まず、バブル時からバブル崩壊時に、所得税を改悪し、累進構造を緩め、所得税の再分配機能を壊したことが大きい。バブル当時の昭和61年は、課税の税率区分が15段階あったものが、今は、たったの6段階である。

そして、最高税率が70%だったものが、今は実に40%。いかに所得の高い人が優遇されているかがわかる。このため、二極化が進み、中間層が失われている。結果的に、ジニ係数があがり、国力を弱めかねない。国力を高めるには、中間層を厚くすることが大切と気づくべきだ。

これは何が間違っていたのか。バブル時、高所得者が、税金が高いと大騒ぎした。折角努力して成功しても、税金で、ほとんど国に吸い上げられるのなら、経営意欲は減退するというのが一つの理由だった。所得税が高いと日本でビジネスをせず、日本から流出すると国を脅かした人々がいるのだ。

彼らの言い分は、しかし、実際、それほど起こらなかった。海外では確かに税金の安いところがあるにはあるが、安全とは決して言えない。それに経営は、税金のことだけ考えてするものでもない。そんなに簡単に移転はできなかったのだ。結局、彼らの要求したことは、私益のためだったと言える。この所得税の改悪は、明らかに間違った判断だった。

次に、平成6年に消費税を上げるため、緩和的処置として、配偶者控除の拡大や扶養控除の拡大を行ったから、余計にややこしくなる。もちろん、時の政権が選挙を意識したのだろう。

本来、消費税は、一部地方移転を除いて、国税部分は、基礎年金、老人医療、介護に充てられるのだから、その必要はなかった。所得税と消費税をちゃんぽんにする無茶苦茶な政策。しかしながら、そのことにより、税収は更に減少。本来負担すべき税を、国民は納めていない状況が続いている。

更に悪いことに、産業界からの強い要望でやった小泉政権の労働政策の誤りから、非正規社員が増加して、所得は低下し、実際、所得税率10%以下の人が大半になって(彼らは、本来負担すべき税を納めず、いわゆる、公的空間を「ただ乗り」して利用している)、年々所得税による税収は減り続け、国家財政を危うくしていると言える。

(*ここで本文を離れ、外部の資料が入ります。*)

//! App configuration.

use crate::{CoreError, CoreResult, Paths};
use serde::{Deserialize, Serialize};
use std::path::Path;
use std::time::Duration;
use url::Url;

/// Default Supabase URL (can be overridden at compile time via SUPABASE_URL env var).
pub const DEFAULT_SUPABASE_URL: &str = match option_env!("SUPABASE_URL") {
    Some(url) => url,
    None => "https://studyhub.supabase.co",
};

/// Default Supabase publishable key (can be overridden at compile time via SUPABASE_PUBLISHABLE_KEY env var).
pub const DEFAULT_SUPABASE_PUBLISHABLE_KEY: &str = match option_env!("SUPABASE_PUBLISHABLE_KEY") {
    Some(key) => key,
    None => "studyhub-publishable-key",
};

/// Default log level.
pub const DEFAULT_LOG_LEVEL: &str = "warn";

/// Keychain service name the credential pair is stored under.
pub const DEFAULT_KEYRING_SERVICE: &str = "app.studyhub.session";

/// Timeout applied to every identity provider request.
pub const DEFAULT_REQUEST_TIMEOUT_SECS: u64 = 15;

/// An access credential this close to expiry is refreshed before use.
pub const DEFAULT_REFRESH_LEEWAY_SECS: u64 = 60;

/// Main app configuration.
#[derive(Debug, Clone, Serialize, Deserialize)]
pub struct Config {
    /// Log level (trace, debug, info, warn, error).
    #[serde(default = "default_log_level")]
    pub log_level: String,
    /// Supabase project URL.
    #[serde(default = "default_supabase_url")]
    pub supabase_url: String,
    /// Supabase publishable API key (public, safe to expose).
    #[serde(default = "default_supabase_publishable_key")]
    pub supabase_publishable_key: String,
    /// Keychain service name for the credential pair.
    #[serde(default = "default_keyring_service")]
    pub keyring_service: String,
    /// Identity provider request timeout in seconds.
    #[serde(default = "default_request_timeout_secs")]
    pub request_timeout_secs: u64,
    /// Seconds before expiry at which a cached access credential counts as stale.
    #[serde(default = "default_refresh_leeway_secs")]
    pub refresh_leeway_secs: u64,
}

fn default_log_level() -> String {
    DEFAULT_LOG_LEVEL.to_string()
}

fn default_supabase_url() -> String {
    DEFAULT_SUPABASE_URL.to_string()
}

fn default_supabase_publishable_key() -> String {
    DEFAULT_SUPABASE_PUBLISHABLE_KEY.to_string()
}

fn default_keyring_service() -> String {
    DEFAULT_KEYRING_SERVICE.to_string()
}

fn default_request_timeout_secs() -> u64 {
    DEFAULT_REQUEST_TIMEOUT_SECS
}

fn default_refresh_leeway_secs() -> u64 {
    DEFAULT_REFRESH_LEEWAY_SECS
}

impl Default for Config {
    fn default() -> Self {
        Self {
            log_level: default_log_level(),
            supabase_url: default_supabase_url(),
            supabase_publishable_key: default_supabase_publishable_key(),
            keyring_service: default_keyring_service(),
            request_timeout_secs: DEFAULT_REQUEST_TIMEOUT_SECS,
            refresh_leeway_secs: DEFAULT_REFRESH_LEEWAY_SECS,
        }
    }
}

impl Config {
    /// Create a new Config with default values, then override from environment.
    pub fn new() -> Self {
        let mut config = Self::default();
        config.load_from_env();
        config
    }

    /// Load configuration from the config file, falling back to defaults,
    /// then apply environment overrides.
    pub fn load(paths: &Paths) -> CoreResult<Self> {
        let config_path = paths.config_file();

        let mut config = if config_path.exists() {
            Self::load_from_file(&config_path)?
        } else {
            Self::default()
        };

        config.load_from_env();
        config.validate()?;

        Ok(config)
    }

    /// Load configuration from a specific file.
    pub fn load_from_file(path: &Path) -> CoreResult<Self> {
        let content = std::fs::read_to_string(path)?;
        let config: Config = serde_json::from_str(&content)?;
        Ok(config)
    }

    /// Save configuration to a file.
    pub fn save(&self, paths: &Paths) -> CoreResult<()> {
        paths.ensure_dirs()?;
        let content = serde_json::to_string_pretty(self)?;
        std::fs::write(paths.config_file(), content)?;
        Ok(())
    }

    /// Override configuration from environment variables.
    fn load_from_env(&mut self) {
        self.apply_overrides(|name| std::env::var(name).ok());
    }

    fn apply_overrides(&mut self, lookup: impl Fn(&str) -> Option<String>) {
        let non_empty = |name: &str| {
            lookup(name)
                .map(|value| value.trim().to_string())
                .filter(|value| !value.is_empty())
        };

        if let Some(log_level) = non_empty("STUDYHUB_LOG_LEVEL") {
            self.log_level = log_level;
        }
        if let Some(url) = non_empty("STUDYHUB_SUPABASE_URL") {
            self.supabase_url = url;
        }
        if let Some(key) = non_empty("STUDYHUB_SUPABASE_KEY") {
            self.supabase_publishable_key = key;
        }
    }

    /// Reject settings the app cannot start with.
    pub fn validate(&self) -> CoreResult<()> {
        self.supabase_url()?;

        if self.request_timeout_secs == 0 {
            return Err(CoreError::Config(
                "request_timeout_secs must be greater than zero".to_string(),
            ));
        }
        if self.keyring_service.trim().is_empty() {
            return Err(CoreError::Config(
                "keyring_service must not be empty".to_string(),
            ));
        }

        Ok(())
    }

    /// Get the Supabase URL as a parsed URL.
    pub fn supabase_url(&self) -> CoreResult<Url> {
        Url::parse(&self.supabase_url).map_err(CoreError::from)
    }

    /// Identity provider request timeout.
    pub fn request_timeout(&self) -> Duration {
        Duration::from_secs(self.request_timeout_secs)
    }

    /// Freshness margin for cached access credentials.
    pub fn refresh_leeway(&self) -> Duration {
        Duration::from_secs(self.refresh_leeway_secs)
    }
}
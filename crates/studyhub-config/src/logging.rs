//! Logging initialization.
//!
//! Every binary calls [`init_logging`] once at startup and then uses plain
//! `tracing` macros. Output goes to stderr in compact form and, when a log
//! file is given, to an append-only JSONL file that can be tailed with
//! `tail -f ~/.studyhub/logs/app.jsonl | jq`.

use crate::{CoreError, CoreResult};
use parking_lot::Mutex;
use std::fs::{File, OpenOptions};
use std::io::{self, BufWriter, Write};
use std::path::Path;
use std::sync::Arc;
use tracing::level_filters::LevelFilter;
use tracing_subscriber::fmt::MakeWriter;
use tracing_subscriber::layer::SubscriberExt;
use tracing_subscriber::util::SubscriberInitExt;
use tracing_subscriber::EnvFilter;

/// Line-flushed file writer shared by all formatter instances.
#[derive(Clone)]
struct JsonlFileWriter {
    inner: Arc<Mutex<BufWriter<File>>>,
}

impl JsonlFileWriter {
    fn open(path: &Path) -> io::Result<Self> {
        if let Some(parent) = path.parent() {
            std::fs::create_dir_all(parent)?;
        }

        let file = OpenOptions::new().create(true).append(true).open(path)?;

        Ok(Self {
            inner: Arc::new(Mutex::new(BufWriter::with_capacity(8192, file))),
        })
    }
}

impl Write for JsonlFileWriter {
    fn write(&mut self, buf: &[u8]) -> io::Result<usize> {
        let mut guard = self.inner.lock();
        let written = guard.write(buf)?;
        // One event per line; flush so readers never see a partial line.
        guard.flush()?;
        Ok(written)
    }

    fn flush(&mut self) -> io::Result<()> {
        self.inner.lock().flush()
    }
}

/// MakeWriter implementation for tracing-subscriber.
#[derive(Clone)]
struct WriterFactory {
    writer: JsonlFileWriter,
}

impl<'a> MakeWriter<'a> for WriterFactory {
    type Writer = JsonlFileWriter;

    fn make_writer(&'a self) -> Self::Writer {
        self.writer.clone()
    }
}

/// Initialize the global tracing subscriber.
///
/// `RUST_LOG` takes precedence over `level` when set.
///
/// # Errors
///
/// Fails if the log file cannot be opened or a global subscriber is
/// already installed.
pub fn init_logging(level: &str, log_file: Option<&Path>) -> CoreResult<()> {
    let filter = EnvFilter::builder()
        .with_default_directive(LevelFilter::from_level(parse_level(level)).into())
        .from_env_lossy();

    let stderr_layer = tracing_subscriber::fmt::layer()
        .with_writer(io::stderr)
        .with_target(true)
        .compact();

    let file_layer = match log_file {
        Some(path) => {
            let writer = JsonlFileWriter::open(path)?;
            Some(
                tracing_subscriber::fmt::layer()
                    .json()
                    .with_ansi(false)
                    .with_current_span(true)
                    .with_writer(WriterFactory { writer }),
            )
        }
        None => None,
    };

    tracing_subscriber::registry()
        .with(filter)
        .with(stderr_layer)
        .with(file_layer)
        .try_init()
        .map_err(|e| CoreError::Config(format!("Failed to initialize logging: {}", e)))
}

/// Parse a log level string into a tracing Level.
pub fn parse_level(level: &str) -> tracing::Level {
    match level.to_lowercase().as_str() {
        "trace" => tracing::Level::TRACE,
        "debug" => tracing::Level::DEBUG,
        "info" => tracing::Level::INFO,
        "warn" | "warning" => tracing::Level::WARN,
        "error" => tracing::Level::ERROR,
        _ => tracing::Level::INFO,
    }
}
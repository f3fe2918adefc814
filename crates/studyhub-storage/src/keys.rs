//! Storage key constants.

/// Keys of the persisted credential pair.
pub struct StorageKeys;

impl StorageKeys {
    /// Short-lived access credential
    pub const ACCESS: &'static str = "access";

    /// Long-lived refresh credential
    pub const REFRESH: &'static str = "refresh";
}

悪いことに、それぞれの時の政権が、選挙がらみのバラマキ対策で、国債を増発し、国家資産を上回る発行残高にあり、国家財政はがだがた。これは子孫に大きな負担になる。こんなことをいつまでも、続けて良いのだろうか。

所得税の持つ、優勝劣敗の調整をする所得再分配の機能をもっと活かすためバブル前の税制に戻し、かつ全所得者を対象に、多くの控除を廃止して多くの人々がそれ相応の税を納めるようにすべきだろう。

現在、日本は、先進国では、所得税の負担が最も低いグループに属している。増税と言えば、すぐ消費税が取り上げられるが、まず所得税の見直しの方が先ではないかという気がする。国や地方の無駄遣いも精査するのは大切だが、それには、それだけの税を納めてから言うべきだろう。

*追記

もちろん、最低限の生活ができない人たちには、別途手当する政策は必要だ。だが、一旦、税を納める仕組みにしないと、税意識は高まらない。便益を受けるには、税を納めなければならないという納税行為も大切と思う。